#### [REQUIRED WORK]
Below are some records. Print exactly the lines between the one holding "-> Result<(), DeliveryError>;" and the one holding "tokio::fs::create_dir_all(parent).await?;", inclusive, and nothing else.

#### [STUDY MATERIAL]
═══

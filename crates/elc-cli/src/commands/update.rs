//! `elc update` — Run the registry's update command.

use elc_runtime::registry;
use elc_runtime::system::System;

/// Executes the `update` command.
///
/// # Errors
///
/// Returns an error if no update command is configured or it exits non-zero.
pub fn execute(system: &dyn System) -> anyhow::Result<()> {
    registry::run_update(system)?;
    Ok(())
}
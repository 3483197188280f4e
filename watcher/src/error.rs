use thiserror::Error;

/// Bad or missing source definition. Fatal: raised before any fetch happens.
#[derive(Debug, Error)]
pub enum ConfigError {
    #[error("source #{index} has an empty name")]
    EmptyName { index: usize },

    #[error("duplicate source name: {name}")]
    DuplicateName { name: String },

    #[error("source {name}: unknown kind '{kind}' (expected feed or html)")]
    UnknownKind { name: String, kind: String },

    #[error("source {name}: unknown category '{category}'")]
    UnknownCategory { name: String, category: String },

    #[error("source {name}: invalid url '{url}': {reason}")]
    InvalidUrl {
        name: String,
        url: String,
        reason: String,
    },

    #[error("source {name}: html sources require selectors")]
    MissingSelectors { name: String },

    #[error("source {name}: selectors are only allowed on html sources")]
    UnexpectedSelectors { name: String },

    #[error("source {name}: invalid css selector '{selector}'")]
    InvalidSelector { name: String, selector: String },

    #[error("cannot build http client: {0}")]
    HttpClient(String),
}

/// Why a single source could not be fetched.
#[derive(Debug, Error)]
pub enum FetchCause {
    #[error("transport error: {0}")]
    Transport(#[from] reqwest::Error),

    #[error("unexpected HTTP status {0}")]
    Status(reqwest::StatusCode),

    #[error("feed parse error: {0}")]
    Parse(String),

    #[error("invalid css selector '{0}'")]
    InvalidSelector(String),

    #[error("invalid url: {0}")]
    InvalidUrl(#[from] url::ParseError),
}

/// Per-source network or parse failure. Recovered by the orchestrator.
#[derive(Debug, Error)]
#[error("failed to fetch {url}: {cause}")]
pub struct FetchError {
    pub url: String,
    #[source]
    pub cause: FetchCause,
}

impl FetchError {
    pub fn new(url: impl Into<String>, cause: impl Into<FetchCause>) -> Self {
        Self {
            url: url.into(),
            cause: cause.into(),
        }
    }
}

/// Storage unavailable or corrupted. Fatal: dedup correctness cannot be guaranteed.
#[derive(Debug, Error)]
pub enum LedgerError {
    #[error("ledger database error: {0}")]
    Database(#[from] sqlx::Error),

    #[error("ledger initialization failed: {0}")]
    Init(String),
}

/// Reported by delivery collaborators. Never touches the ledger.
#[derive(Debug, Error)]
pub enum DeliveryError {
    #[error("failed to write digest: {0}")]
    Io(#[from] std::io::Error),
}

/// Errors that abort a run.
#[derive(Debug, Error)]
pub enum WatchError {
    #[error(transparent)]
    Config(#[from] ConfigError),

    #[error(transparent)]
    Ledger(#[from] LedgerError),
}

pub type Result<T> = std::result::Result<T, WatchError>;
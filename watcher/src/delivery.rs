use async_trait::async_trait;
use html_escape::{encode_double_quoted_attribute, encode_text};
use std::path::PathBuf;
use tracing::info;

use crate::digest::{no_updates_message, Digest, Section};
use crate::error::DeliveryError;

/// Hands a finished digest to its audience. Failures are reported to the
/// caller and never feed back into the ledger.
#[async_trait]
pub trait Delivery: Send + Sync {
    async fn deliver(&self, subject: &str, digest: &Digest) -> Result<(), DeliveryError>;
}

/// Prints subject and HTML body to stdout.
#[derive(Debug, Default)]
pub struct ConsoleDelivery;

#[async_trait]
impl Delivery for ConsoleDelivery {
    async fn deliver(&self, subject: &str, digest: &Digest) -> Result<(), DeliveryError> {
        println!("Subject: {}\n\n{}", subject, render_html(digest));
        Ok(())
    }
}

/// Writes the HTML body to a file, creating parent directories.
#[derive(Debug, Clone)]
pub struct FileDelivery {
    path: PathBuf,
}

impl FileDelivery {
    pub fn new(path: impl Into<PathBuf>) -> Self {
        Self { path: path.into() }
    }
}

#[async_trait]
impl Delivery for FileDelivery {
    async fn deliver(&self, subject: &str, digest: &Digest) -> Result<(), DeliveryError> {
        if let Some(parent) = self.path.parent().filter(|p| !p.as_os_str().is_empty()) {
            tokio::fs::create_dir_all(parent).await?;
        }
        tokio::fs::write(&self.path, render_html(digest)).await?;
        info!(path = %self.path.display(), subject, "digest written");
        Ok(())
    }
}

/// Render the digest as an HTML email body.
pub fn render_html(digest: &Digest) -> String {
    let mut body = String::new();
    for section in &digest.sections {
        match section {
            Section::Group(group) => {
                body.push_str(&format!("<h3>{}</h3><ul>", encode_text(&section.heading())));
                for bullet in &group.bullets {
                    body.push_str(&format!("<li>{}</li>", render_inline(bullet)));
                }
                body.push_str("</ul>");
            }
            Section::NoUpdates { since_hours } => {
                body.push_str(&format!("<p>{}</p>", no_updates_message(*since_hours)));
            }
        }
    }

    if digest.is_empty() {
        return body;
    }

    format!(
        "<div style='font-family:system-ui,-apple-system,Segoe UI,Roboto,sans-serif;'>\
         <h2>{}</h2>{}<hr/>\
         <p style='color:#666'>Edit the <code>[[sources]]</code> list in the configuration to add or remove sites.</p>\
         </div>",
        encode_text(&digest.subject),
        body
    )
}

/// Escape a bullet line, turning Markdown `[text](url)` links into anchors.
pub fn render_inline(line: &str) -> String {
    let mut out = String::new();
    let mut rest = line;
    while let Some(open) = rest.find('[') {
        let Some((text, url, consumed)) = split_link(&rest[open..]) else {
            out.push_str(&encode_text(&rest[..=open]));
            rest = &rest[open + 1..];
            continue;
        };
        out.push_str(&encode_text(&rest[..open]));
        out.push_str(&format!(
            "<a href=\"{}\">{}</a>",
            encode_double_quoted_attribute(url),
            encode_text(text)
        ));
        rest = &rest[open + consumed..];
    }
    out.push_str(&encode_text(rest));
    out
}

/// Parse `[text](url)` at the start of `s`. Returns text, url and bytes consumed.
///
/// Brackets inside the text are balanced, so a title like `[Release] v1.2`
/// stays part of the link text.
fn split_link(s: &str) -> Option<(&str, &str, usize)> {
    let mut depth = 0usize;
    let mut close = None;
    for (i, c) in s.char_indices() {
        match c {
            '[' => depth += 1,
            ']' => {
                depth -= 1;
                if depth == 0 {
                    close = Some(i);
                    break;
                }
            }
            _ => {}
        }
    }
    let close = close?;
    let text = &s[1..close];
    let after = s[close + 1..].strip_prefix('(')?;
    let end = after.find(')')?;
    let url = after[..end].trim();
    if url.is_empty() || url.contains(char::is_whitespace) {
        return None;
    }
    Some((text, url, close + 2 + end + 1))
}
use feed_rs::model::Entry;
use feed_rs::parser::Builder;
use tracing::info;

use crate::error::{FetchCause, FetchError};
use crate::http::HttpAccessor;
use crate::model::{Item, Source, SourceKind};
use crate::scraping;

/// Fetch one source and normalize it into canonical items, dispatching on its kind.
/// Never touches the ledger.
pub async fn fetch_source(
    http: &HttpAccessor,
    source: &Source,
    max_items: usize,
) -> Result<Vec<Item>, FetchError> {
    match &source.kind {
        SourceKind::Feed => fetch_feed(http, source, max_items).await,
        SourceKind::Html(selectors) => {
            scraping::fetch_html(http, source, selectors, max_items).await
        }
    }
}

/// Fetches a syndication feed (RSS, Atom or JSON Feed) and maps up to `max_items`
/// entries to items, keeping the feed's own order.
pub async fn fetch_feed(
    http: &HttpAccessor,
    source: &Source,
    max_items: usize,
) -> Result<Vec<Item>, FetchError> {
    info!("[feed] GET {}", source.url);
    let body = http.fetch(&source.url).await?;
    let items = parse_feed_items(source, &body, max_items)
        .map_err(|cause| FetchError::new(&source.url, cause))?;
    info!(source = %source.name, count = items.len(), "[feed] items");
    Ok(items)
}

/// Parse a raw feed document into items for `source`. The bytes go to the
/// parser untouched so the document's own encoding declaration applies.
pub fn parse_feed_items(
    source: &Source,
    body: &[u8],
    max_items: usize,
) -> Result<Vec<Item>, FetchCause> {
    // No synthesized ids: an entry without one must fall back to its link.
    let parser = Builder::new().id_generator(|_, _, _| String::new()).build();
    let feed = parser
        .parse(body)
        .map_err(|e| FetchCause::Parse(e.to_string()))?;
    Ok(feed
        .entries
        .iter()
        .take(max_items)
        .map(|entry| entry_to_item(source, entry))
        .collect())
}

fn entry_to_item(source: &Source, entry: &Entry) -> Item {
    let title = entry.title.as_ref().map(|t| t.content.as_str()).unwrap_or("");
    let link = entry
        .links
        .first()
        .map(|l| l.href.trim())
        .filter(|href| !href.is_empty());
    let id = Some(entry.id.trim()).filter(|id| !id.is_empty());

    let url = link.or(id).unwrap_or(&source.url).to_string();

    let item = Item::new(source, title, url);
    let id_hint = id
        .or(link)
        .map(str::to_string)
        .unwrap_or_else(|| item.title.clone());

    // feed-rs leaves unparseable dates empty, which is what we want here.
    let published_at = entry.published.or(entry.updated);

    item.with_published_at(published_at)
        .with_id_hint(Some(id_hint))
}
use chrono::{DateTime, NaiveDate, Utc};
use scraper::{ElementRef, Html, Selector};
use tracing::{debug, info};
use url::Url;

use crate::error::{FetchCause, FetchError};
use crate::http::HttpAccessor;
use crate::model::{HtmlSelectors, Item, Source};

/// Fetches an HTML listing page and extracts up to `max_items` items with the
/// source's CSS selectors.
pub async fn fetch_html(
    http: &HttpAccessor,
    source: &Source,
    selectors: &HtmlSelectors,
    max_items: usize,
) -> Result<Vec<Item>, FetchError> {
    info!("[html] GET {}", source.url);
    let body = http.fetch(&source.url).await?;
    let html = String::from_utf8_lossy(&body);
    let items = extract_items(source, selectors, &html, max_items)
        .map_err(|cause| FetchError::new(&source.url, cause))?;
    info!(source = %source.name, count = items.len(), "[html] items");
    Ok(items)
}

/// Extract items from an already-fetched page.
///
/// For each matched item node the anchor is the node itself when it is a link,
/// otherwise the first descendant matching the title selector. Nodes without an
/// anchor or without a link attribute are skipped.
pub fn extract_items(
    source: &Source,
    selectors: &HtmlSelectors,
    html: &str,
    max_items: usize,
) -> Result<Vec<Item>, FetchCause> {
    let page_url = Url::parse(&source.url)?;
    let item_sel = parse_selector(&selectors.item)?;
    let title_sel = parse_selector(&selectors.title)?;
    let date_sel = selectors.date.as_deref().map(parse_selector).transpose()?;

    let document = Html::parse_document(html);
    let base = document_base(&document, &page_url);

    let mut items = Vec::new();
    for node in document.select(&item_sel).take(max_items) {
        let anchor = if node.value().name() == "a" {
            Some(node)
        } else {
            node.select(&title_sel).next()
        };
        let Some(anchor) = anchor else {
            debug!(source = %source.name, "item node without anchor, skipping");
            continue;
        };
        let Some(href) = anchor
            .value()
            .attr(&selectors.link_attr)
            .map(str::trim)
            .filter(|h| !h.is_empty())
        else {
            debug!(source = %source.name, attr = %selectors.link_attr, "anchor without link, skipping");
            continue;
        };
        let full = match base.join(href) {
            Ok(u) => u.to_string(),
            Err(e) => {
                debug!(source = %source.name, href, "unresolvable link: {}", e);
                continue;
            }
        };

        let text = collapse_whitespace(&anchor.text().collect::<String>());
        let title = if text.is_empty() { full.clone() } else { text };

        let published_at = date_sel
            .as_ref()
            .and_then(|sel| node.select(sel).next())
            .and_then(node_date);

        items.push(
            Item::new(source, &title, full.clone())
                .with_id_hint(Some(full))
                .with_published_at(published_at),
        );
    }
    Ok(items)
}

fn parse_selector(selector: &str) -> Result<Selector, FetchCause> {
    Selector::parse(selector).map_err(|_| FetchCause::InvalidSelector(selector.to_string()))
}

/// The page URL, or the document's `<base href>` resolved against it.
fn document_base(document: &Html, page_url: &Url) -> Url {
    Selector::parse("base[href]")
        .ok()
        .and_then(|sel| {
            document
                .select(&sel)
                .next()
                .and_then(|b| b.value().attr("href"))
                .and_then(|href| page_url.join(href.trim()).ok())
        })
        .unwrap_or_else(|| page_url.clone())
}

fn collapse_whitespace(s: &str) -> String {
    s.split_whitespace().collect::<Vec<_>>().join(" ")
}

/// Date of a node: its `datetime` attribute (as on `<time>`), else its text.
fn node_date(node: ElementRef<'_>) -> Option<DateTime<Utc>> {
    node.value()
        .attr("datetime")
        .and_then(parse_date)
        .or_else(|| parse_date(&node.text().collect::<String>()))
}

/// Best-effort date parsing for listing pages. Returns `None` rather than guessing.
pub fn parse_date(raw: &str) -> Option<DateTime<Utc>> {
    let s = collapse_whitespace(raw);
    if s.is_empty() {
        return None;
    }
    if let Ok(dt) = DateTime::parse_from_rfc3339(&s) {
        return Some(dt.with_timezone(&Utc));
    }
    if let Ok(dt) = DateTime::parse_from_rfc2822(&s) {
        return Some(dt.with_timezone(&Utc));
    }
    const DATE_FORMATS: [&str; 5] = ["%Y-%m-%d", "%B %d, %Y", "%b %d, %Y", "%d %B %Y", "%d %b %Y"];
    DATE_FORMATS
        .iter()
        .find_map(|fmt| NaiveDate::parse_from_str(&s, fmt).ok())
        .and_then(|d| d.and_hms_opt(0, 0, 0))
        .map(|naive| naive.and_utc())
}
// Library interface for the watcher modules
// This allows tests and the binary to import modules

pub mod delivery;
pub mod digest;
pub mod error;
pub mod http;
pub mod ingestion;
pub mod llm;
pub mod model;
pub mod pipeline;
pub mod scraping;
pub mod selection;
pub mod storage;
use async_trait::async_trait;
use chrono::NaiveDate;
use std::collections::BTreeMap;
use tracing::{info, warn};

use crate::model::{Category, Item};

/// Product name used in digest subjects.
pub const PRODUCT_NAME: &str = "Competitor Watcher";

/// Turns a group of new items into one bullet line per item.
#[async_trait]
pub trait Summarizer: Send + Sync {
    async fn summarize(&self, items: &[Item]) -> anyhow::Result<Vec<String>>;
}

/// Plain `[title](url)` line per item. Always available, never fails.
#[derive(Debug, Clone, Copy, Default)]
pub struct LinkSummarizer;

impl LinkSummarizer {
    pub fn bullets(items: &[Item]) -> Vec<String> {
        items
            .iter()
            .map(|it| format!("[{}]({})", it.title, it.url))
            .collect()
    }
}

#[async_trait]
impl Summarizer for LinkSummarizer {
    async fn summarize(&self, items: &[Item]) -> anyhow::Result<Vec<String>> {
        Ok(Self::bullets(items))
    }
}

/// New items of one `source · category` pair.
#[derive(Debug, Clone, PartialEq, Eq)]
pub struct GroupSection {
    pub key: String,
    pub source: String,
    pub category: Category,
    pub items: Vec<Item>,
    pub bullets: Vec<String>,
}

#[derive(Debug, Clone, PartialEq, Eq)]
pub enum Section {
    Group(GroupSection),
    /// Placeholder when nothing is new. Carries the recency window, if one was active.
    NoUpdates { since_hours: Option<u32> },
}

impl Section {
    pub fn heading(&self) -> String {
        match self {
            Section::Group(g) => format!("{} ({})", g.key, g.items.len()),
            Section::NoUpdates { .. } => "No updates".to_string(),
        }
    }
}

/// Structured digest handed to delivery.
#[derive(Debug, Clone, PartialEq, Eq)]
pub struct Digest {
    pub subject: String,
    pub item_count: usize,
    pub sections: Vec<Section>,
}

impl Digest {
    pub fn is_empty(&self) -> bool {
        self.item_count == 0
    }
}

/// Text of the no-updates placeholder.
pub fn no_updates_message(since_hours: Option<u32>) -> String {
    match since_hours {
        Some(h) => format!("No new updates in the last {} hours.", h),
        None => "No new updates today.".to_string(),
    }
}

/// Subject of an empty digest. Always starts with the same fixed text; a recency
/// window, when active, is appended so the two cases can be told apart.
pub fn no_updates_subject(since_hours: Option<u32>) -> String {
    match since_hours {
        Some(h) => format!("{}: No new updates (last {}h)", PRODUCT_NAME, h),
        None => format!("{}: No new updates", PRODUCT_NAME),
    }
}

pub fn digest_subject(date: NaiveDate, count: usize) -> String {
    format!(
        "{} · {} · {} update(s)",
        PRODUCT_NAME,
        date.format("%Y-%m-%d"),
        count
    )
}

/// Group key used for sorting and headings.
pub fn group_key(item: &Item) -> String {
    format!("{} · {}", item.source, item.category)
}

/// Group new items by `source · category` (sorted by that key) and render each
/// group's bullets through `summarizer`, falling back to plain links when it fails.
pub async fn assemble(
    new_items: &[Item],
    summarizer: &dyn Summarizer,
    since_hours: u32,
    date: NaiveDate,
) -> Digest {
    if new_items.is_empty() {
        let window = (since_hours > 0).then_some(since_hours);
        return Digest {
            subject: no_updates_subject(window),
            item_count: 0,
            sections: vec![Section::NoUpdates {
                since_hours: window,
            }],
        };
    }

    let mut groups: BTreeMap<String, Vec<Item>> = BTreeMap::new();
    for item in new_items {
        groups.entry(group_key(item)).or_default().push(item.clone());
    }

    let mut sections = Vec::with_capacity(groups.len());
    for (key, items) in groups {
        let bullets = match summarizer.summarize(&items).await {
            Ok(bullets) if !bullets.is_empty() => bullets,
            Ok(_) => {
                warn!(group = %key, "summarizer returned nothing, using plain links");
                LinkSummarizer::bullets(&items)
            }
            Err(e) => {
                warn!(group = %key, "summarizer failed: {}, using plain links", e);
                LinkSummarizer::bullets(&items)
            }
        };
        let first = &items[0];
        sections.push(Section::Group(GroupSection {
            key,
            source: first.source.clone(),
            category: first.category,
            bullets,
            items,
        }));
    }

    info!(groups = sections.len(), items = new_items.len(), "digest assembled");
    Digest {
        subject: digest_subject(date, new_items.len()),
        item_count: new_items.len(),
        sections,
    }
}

═══

#### [PROBLEM SOLUTION]
    async fn deliver(&self, subject: &str, digest: &Digest) -> Result<(), DeliveryError>;
}

/// Prints subject and HTML body to stdout.
#[derive(Debug, Default)]
pub struct ConsoleDelivery;

#[async_trait]
impl Delivery for ConsoleDelivery {
    async fn deliver(&self, subject: &str, digest: &Digest) -> Result<(), DeliveryError> {
        println!("Subject: {}\n\n{}", subject, render_html(digest));
        Ok(())
    }
}

/// Writes the HTML body to a file, creating parent directories.
#[derive(Debug, Clone)]
pub struct FileDelivery {
    path: PathBuf,
}

impl FileDelivery {
    pub fn new(path: impl Into<PathBuf>) -> Self {
        Self { path: path.into() }
    }
}

#[async_trait]
impl Delivery for FileDelivery {
    async fn deliver(&self, subject: &str, digest: &Digest) -> Result<(), DeliveryError> {
        if let Some(parent) = self.path.parent().filter(|p| !p.as_os_str().is_empty()) {
            tokio::fs::create_dir_all(parent).await?;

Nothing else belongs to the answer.